Seit fast 55 Jahren gibt es das sogenannte Neugeborenenscreening. Um schwere, angeborene Erkrankungen zu erkennen, reicht dabei ein Tropfen Blut - und der kann lebensverändernd sein: "Ohne das Screening wäre ich schwer geistig behindert", sagt Manuela Stecher offen. Die 54-Jährige wurde als eines der ersten Babys 1969 auf die angeborene Stoffwechselerkrankung Phenylketonurie (PKU) getestet. Ihr großes Glück sei es gewesen, dass sie nur wenige Tage vor Einführung des Tests geboren wurde.
Wird die Erkrankung nicht behandelt, droht eine irreversible geistige und körperliche Schädigung. Erlebt hat dies Stecher bei ihrer acht Jahre älteren Schwester, die schwer behindert im Heim lebte. "Sie hatte nicht das Glück wie ich. Ihre Erkrankung wurde nicht gescreent und erst sehr spät entdeckt", erzählt Stecher, die im Vorstand der Deutschen Interessengemeinschaft Phenylketonurie und verwandte angeborene Stoffwechselstörungen (Fürth) ist. Heilbar ist ihre Erkrankung nicht, daher muss sie eine streng eiweißarme Diät einhalten und zusätzlich ein Medikament als Eiweißersatz einnehmen.
Heute werden Neugeborene auf 19 Erbkrankheiten untersucht, sagt Professor Georg F. Hoffmann von der Uniklinik Heidelberg. In Deutschland sind etwa vier Millionen Menschen von seltenen Erkrankungen betroffen. Mittlerweile ist auch die Sequenzierung des gesamten Erbguts schnell und kostengünstig möglich.
Im Projekt "New Lives" diskutieren Wissenschaftler über die Einführung eines genomischen Neugeborenenscreenings (gNBS) aus medizinischer, rechtlicher und ethischer Perspektive. Neben den Chancen, die die Früherkennung bietet, gibt es jedoch auch Risiken. Denn nicht jede Auffälligkeit bedeutet, dass es zu einer Erkrankung kommt.
Manche Krankheiten treten zudem erst spät im Leben auf, nicht alle können auch behandelt werden. Zudem hat jeder Mensch das Recht auf "Nichtwissen". Daher solle nur nach schweren und therapierbaren Erbkrankheiten gesucht werden, die im frühen Kindesalter auftreten und gut behandelbar sind, sagt Professor Christian Schaaf, Geschäftsführender Direktor des Instituts für Humangenetik an der Uniklinik Heidelberg. Wie wichtig eine Früherkennung sein kann, zeigt auch das Beispiel der neunjährigen Antonia.

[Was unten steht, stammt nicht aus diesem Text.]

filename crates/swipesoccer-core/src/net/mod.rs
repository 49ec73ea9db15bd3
pub mod messages;
pub mod protocol;
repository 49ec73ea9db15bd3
use serde::{Deserialize, Serialize};

use crate::board::{Board, Vertex};
use crate::player::PlayerInfo;
use crate::reject::RejectReason;
use crate::rules::{self, ValidMove};
use crate::state::{GameState, Outcome};

/// Summary of an accepted kick.
#[derive(Debug, Clone, Copy, PartialEq, Eq, Serialize, Deserialize)]
pub struct Kick {
    pub player: usize,
    pub from: Vertex,
    pub to: Vertex,
    /// The kicker landed on an active vertex and moves again.
    pub extra_turn: bool,
    pub outcome: Option<Outcome>,
}

/// Result of [`apply_move`]: the successor state and what happened.
#[derive(Debug, Clone)]
pub struct TurnResult {
    pub state: GameState,
    pub kick: Kick,
}

/// Starting state for a match on `board` with the given roster. The first
/// player in the roster kicks off.
pub fn initial_state(board: &Board, players: Vec<PlayerInfo>) -> GameState {
    GameState::new(board, players)
}

/// Validate a kick and apply the turn rule.
///
/// Landing on a vertex that was already active (boundary lines, or any point
/// the ball has visited before) grants the kicker another move. Landing on a
/// fresh vertex passes the turn to the next player in roster order.
pub fn apply_move(
    state: &GameState,
    acting: usize,
    target: Vertex,
) -> Result<TurnResult, RejectReason> {
    let ValidMove {
        mut state,
        from,
        to,
        target_was_active,
    } = rules::validate(state, acting, target)?;

    if !target_was_active {
        state.player_in_turn = (state.player_in_turn + 1) % state.players.len().max(1);
    }

    let outcome = detect_outcome(&state, acting);
    state.outcome = outcome;

    if let Some(outcome) = outcome {
        tracing::debug!(?outcome, moves = state.move_count, "Game reached a terminal state");
    }

    Ok(TurnResult {
        state,
        kick: Kick {
            player: acting,
            from,
            to,
            extra_turn: target_was_active,
            outcome,
        },
    })
}

fn detect_outcome(state: &GameState, kicker: usize) -> Option<Outcome> {
    if let Some(goal) = state.geometry.goal_at(state.ball) {
        return Some(Outcome::Goal {
            goal,
            scored_by: kicker,
        });
    }
    if rules::legal_targets(state).is_empty() {
        return Some(Outcome::Blocked {
            stuck: state.player_in_turn,
        });
    }
    None
}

Das lebhafte Mädchen mit den blonden Locken hat die Stoffwechselerkrankung Cystinose, die mit 12 Monaten klinisch diagnostiziert wurde. Man sieht ihr nicht an, dass sie mehrmals täglich mehrere Medikamente zu festen Zeiten einnehmen muss. Bis zu zehn Medikamentengaben habe sie ihrer Tochter anfangs täglich, auch mitten in der Nacht, gespritzt, berichtet ihre Mutter: "Unser Alltag ist um die Medikamentengaben herum getaktet." Der beginnt schon um sechs Uhr morgens vor dem Frühstück. Für die seltene Erkrankung, die eine schwere Gedeihstörung bedeutet, gibt es zwar keine Heilung, aber eine medikamentöse Therapie.
Je früher diese beginnt, desto weniger wird die Niere geschädigt, erklärt die behandelnde Ärztin Katharina Hohenfellner (Rosenheim). Gemeinsam mit den Eltern plädiert sie dafür, beim Screening auch die Cystinose aufzunehmen. Auf eine Aufnahme hofft auch Verena Romero, die erste Vorsitzende des Selbsthilfevereins "Dup15q" mit Sitz im hessischen Hofheim ist. Ihre dreijährige Tochter hat die seltene und schwere neurologische Erkrankung "Dup15q", die unbehandelt bis zu 1.000 epileptische Anfälle pro Tag verursachen kann.
Eine schnelle Diagnose und eine effektive Behandlung verbesserten die Lebensqualität der Kinder und ihrer Familien, erklärt Romero. Daher plädiert auch sie für das genomische Neugeborenenscreening. Das erspare den Familien viel Leid und eine Ärzte-Odysee.